In the decade and a half that has followed as this new nation finds its footing, Timor remains one of the poorest countries.  An estimated third of the population relies on coffee for their means of income.  Far too often, they earn a relative pittance for the fruits of their labor and the cycle of poverty continues.


Last year we gained knowledge of a Japanese non-profit, Peace Winds, working the coffee sector of the Letefoho highlands, developing quality and delivering prices well exceeding the local fair trade cooperative’s rate.  After cupping type samples from last harvest and realizing the tremendous potential for quality in the area, we booked our flights and hit the road.

Our trip began in Sumatra and continued through Java (both areas we’ve frequented regularly over the years), but the prize of this trip was to be our first visit to Timor. Flying into the capital of Dili, the mountainous landscape emerges from the coast, with rivers carving valleys to the ocean.  Our first afternoon in Dili was spent cupping, visiting the office and warehouse, and meeting the local staff, including our gracious and knowledgeable host, Ryou.

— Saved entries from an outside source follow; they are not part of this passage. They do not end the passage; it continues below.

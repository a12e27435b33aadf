use clap::Parser;
use sheet_appender::cli::{args::Args, commands};
use std::process;

fn main() {
    // Parse command line arguments
    let args = Args::parse();

    // If no subcommand was provided, show help and available commands
    if args.command.is_none() {
        show_help_and_commands();
        process::exit(0);
    }

    let runtime = tokio::runtime::Runtime::new().unwrap_or_else(|e| {
        eprintln!("Failed to create async runtime: {}", e);
        process::exit(1);
    });

    match runtime.block_on(commands::run(args)) {
        Ok(()) => process::exit(0),
        Err(error) => {
            eprintln!("Error: {:#}", error);
            process::exit(1);
        }
    }
}

/// Show help information and available commands when no subcommand is provided
fn show_help_and_commands() {
    println!("Sheet Appender - Delimited Text to Sheet Rows");
    println!("=============================================");
    println!();
    println!("Parse delimited text into 9-column rows and append the valid rows");
    println!("to the end of a sheet.");
    println!();
    println!("USAGE:");
    println!("    sheet-appender <COMMAND> [OPTIONS]");
    println!();
    println!("COMMANDS:");
    println!("    append         Append a payload from a file or stdin");
    println!("    sample         Append the built-in sample payload");
    println!("    init-headers   Write the header row into row 1");
    println!("    create-sheet   Create an empty sheet in the workbook");
    println!("    show           Print rows of the sheet");
    println!("    serve          Serve the append endpoint over HTTP");
    println!();
    println!("EXAMPLES:");
    println!("    # Create the sheet with its header row:");
    println!("    sheet-appender create-sheet --with-headers --store ./workbook");
    println!();
    println!("    # Append a semicolon-delimited file:");
    println!("    sheet-appender append readings.csv --delimiter ';' --store ./workbook");
    println!();
    println!("    # Accept payloads over HTTP:");
    println!("    sheet-appender serve --bind 127.0.0.1:8080 --store ./workbook");
    println!();
    println!("For detailed help on any command, use:");
    println!("    sheet-appender <COMMAND> --help");
}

Early the next morning we set off for the highlands, a steep winding climb through breathtaking scenery.  Our two nights in Letefoho were inspiring on many levels.  The people here are among the friendliest, resourceful, and joyous we’ve ever met.  The terrain is gorgeous and varied, with swaths of grassland, steep rocky slopes, pockets of forests and coffee, and beautiful rolling mountains as far as the eye can see.  The climate is hot and dry during the day, with cool clear nights providing a deep clear glimpse into our vast universe.


As for the coffee, it seems to like it here just fine as well.  The old growth typica and hybrido de Timor (locally called arabe and moka respectively) seem well suited to conditions reminiscent of Western Ethiopia.  Shade is proved by casarina and lantoro trees, and many of the farms are intercropped with taro, cassava, squash, and chilies.  We visited six farmer’s groups during our visit and what witnessed proved clear evidence that this is indeed a community we want to work with.   Farming groups vary in size from 11 to 30 households each.  During the harvest season, the entire group works together to pick and sort cherries, making what might seem a daunting task far more enjoyable and manageable as a team.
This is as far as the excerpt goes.